En 1962, Jacques Demy sort tout juste de Lola, son premier film et premier grand succès. Pour son deuxième film, il rêve de réaliser une comédie musicale en couleur, Les Parapluies de Cherbourg. Mais le projet fait peur et aucun investisseur ne veut mettre de l’argent.

Pour tenter d’en trouver ailleurs, Jacques Demy et sa productrice, Mag Bodard, se rendent ensemble au Festival de Cannes. Mais tout le monde refuse de financer un tel film. La productrice lance à Jacques Demy sous forme de boutade : « Je vous emmène au casino, on va gagner de l’argent pour faire le film ! » Pour la première fois de sa vie, Jacques Demy pénètre alors dans un casino. Mais le cinéaste ne joue pas, il observe. Devant le spectacle fascinant et pathétique des joueurs, envouté par la puissance de la dramaturgie qui s’exhale de toute cette faune de passionnés, il a l’idée d’un film. De retour à Paris, il écrit le scénario de La Baie des Anges en quinze jours et tourne le film dans la foulée. Jacques Demy explique que « l’idée du film est née d’une impression de casino où j’ai découvert une singulière collectivité, une foule absente, hagarde, possédée et dont l’expression traduisait bien l’angoisse et la déchéance morale. Déchéance qui peut être rachetée par l’amour comme j’ai tenté de le montrer à travers un couple de joueurs qui cherchent à s’entraider pour remonter à la surface […] C’est ce combat qui me parait essentiel et grâce à quoi les deux personnages ont un intérêt. Aussi la roulette reste un prétexte et je crois avoir fait plutôt un film de moraliste ».

Filmer la passion

« J’ai voulu démonter et démontrer le mécanisme d’une passion. Cela pouvait être aussi bien l’alcool que la drogue, par exemple. Ce n’était pas le jeu en soi », explique Jacques Demy à propos de son film. La passion est au centre de la vie et de l’œuvre du cinéaste. Et si la passion est partout dans ses films, c’est parce que Jacques Demy est un homme passionné. Il était déjà un enfant passionné, qui n’avait qu’une seule idée en tête : faire du cinéma. Cinéphile fan des films de Carné, Minnelli et d’Ophuls, mordu de techniques, il invente très jeune dans le grenier de ses parents des courts-métrages d’animation faits de personnages en carton qu’il filme image par image.
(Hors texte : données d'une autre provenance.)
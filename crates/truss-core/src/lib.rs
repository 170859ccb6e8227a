//! Incremental constraint solving for prioritized linear systems.
//!
//! truss maintains a solution to a system of linear equality and
//! inequality constraints under a four-level strength model: required
//! constraints hold exactly, and the weighted error of the soft ones is
//! minimized. Edits re-solve incrementally through the dual simplex
//! rather than from scratch, which is what makes the solver suitable for
//! interactive layout and direct manipulation.
//!
//! # Overview
//!
//! - [`Solver`]: the solver engine and its public protocol
//! - [`SolverConfig`]: auto-solve and pivot-limit configuration
//! - [`SolverError`]: error kinds reported at the call boundary
//! - [`Tableau`]: the sparse row/column structure the engine pivots on
//! - [`PrettyPrintOptions`]: human-readable solver dumps

pub mod config;
pub mod error;
pub mod pretty;
pub mod solver;
pub mod tableau;

pub use config::SolverConfig;
pub use error::SolverError;
pub use pretty::{format_ascii_number, PrettyPrintOptions};
pub use solver::Solver;
pub use tableau::Tableau;
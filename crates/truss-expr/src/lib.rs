//! Symbolic layer for the truss constraint solver.
//!
//! This crate holds everything the solver manipulates symbolically:
//! variable handles, constraint strengths, linear expressions, and
//! constraint objects with their operator-overload construction API.

pub mod expr;
pub mod strength;
pub mod variable;

pub use expr::{Constraint, ConstraintKind, LinearExpr, Relation, EPSILON, near_zero};
pub use strength::Strength;
pub use variable::{Variable, VariableKind};
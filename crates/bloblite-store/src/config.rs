use std::ffi::OsString;
use std::path::{Path, PathBuf};

use serde::{Deserialize, Serialize};

/// Environment variable that overrides the storage root.
pub const ROOT_ENV_VAR: &str = "BLOBLITE_ROOT";

/// Directory created under the user's home when no override is given.
pub const DEFAULT_ROOT_DIR_NAME: &str = ".bloblite_storage";

/// Resolve the default storage root.
///
/// Priority:
/// 1. `$BLOBLITE_ROOT` if set and non-empty
/// 2. `~/.bloblite_storage`
/// 3. `./.bloblite_storage` when no home directory can be found
pub fn default_root() -> PathBuf {
    resolve_root(std::env::var_os(ROOT_ENV_VAR), dirs::home_dir)
}

fn resolve_root(env_value: Option<OsString>, home: impl FnOnce() -> Option<PathBuf>) -> PathBuf {
    env_value
        .filter(|value| !value.is_empty())
        .map(PathBuf::from)
        .unwrap_or_else(|| {
            home()
                .unwrap_or_else(|| PathBuf::from("."))
                .join(DEFAULT_ROOT_DIR_NAME)
        })
}

/// Engine configuration.
#[derive(Clone, Debug, PartialEq, Eq, Serialize, Deserialize)]
pub struct StorageConfig {
    /// Directory anchoring every container.
    pub root: PathBuf,
}

impl StorageConfig {
    /// Configuration rooted at an explicit directory.
    pub fn with_root(root: impl AsRef<Path>) -> Self {
        Self {
            root: root.as_ref().to_path_buf(),
        }
    }

    /// Configuration resolved from the environment (see [`default_root`]).
    pub fn from_env() -> Self {
        Self {
            root: default_root(),
        }
    }
}

impl Default for StorageConfig {
    fn default() -> Self {
        Self::from_env()
    }
}
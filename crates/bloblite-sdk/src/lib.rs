//! Client-style API for BlobLite.
//!
//! Mirrors the shape of a cloud blob SDK: a [`BlobServiceClient`] bound to a
//! storage root hands out [`ContainerClient`]s scoped to one container. Both
//! delegate to a shared [`bloblite_store::Storage`] engine and add no storage
//! behavior of their own.

pub mod container;
pub mod error;
pub mod service;

pub use container::ContainerClient;
pub use error::{SdkError, SdkResult};
pub use service::BlobServiceClient;

// Re-export key types
pub use bloblite_store::{
    BlobMetadata, ContainerStatus, ErrorKind, Severity, Storage, StorageConfig, StoreError,
    UploadOutcome,
};
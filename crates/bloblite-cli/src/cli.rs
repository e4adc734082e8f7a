use std::path::PathBuf;

use clap::{Args, Parser, Subcommand};

#[derive(Parser)]
#[command(
    name = "bloblite",
    about = "BlobLite: local blob storage emulator",
    version,
)]
pub struct Cli {
    #[command(subcommand)]
    pub resource: Resource,

    /// Storage root (defaults to $BLOBLITE_ROOT, then ~/.bloblite_storage)
    #[arg(long, global = true)]
    pub root: Option<PathBuf>,

    #[arg(short, long, global = true)]
    pub verbose: bool,

    #[arg(long, global = true, default_value = "text")]
    pub format: OutputFormat,
}

#[derive(Clone, Debug, clap::ValueEnum)]
pub enum OutputFormat {
    Text,
    Json,
}

#[derive(Subcommand)]
pub enum Resource {
    /// Manage containers
    Container(ContainerArgs),
    /// Manage blobs inside containers
    Blob(BlobArgs),
}

#[derive(Args)]
pub struct ContainerArgs {
    #[command(subcommand)]
    pub action: ContainerAction,
}

#[derive(Subcommand)]
pub enum ContainerAction {
    /// Create a new container
    Create {
        /// Name of the container to create
        name: String,
    },
    /// List all containers
    List,
}

#[derive(Args)]
pub struct BlobArgs {
    #[command(subcommand)]
    pub action: BlobAction,
}

#[derive(Subcommand)]
pub enum BlobAction {
    /// Upload a file to a container
    Upload(UploadArgs),
    /// Download a blob from a container
    Download(DownloadArgs),
    /// List all blobs in a container
    List(ListArgs),
    /// Show blob metadata
    ShowMetadata(ShowMetadataArgs),
}

#[derive(Args)]
pub struct UploadArgs {
    /// Target container name
    #[arg(long)]
    pub container: String,
    /// Path to local file
    #[arg(long)]
    pub file: PathBuf,
}

#[derive(Args)]
pub struct DownloadArgs {
    #[arg(long)]
    pub container: String,
    /// Blob name to download
    #[arg(long)]
    pub name: String,
    /// Destination folder or file path
    #[arg(long)]
    pub dest: PathBuf,
}

#[derive(Args)]
pub struct ListArgs {
    #[arg(long)]
    pub container: String,
}

#[derive(Args)]
pub struct ShowMetadataArgs {
    #[arg(long)]
    pub container: String,
    #[arg(long)]
    pub name: String,
}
Après avoir suivi des cours aux Beaux Arts de Nantes et à l’Ecole technique de photographie et de cinématographie à Paris, il se lance dans le documentaire – un genre qui influencera son œuvre. Il y a en effet un côté très « documentaire » dans La Baie des Anges, sur la manière d’aborder et de filmer le monde du jeu et le milieu des casinos.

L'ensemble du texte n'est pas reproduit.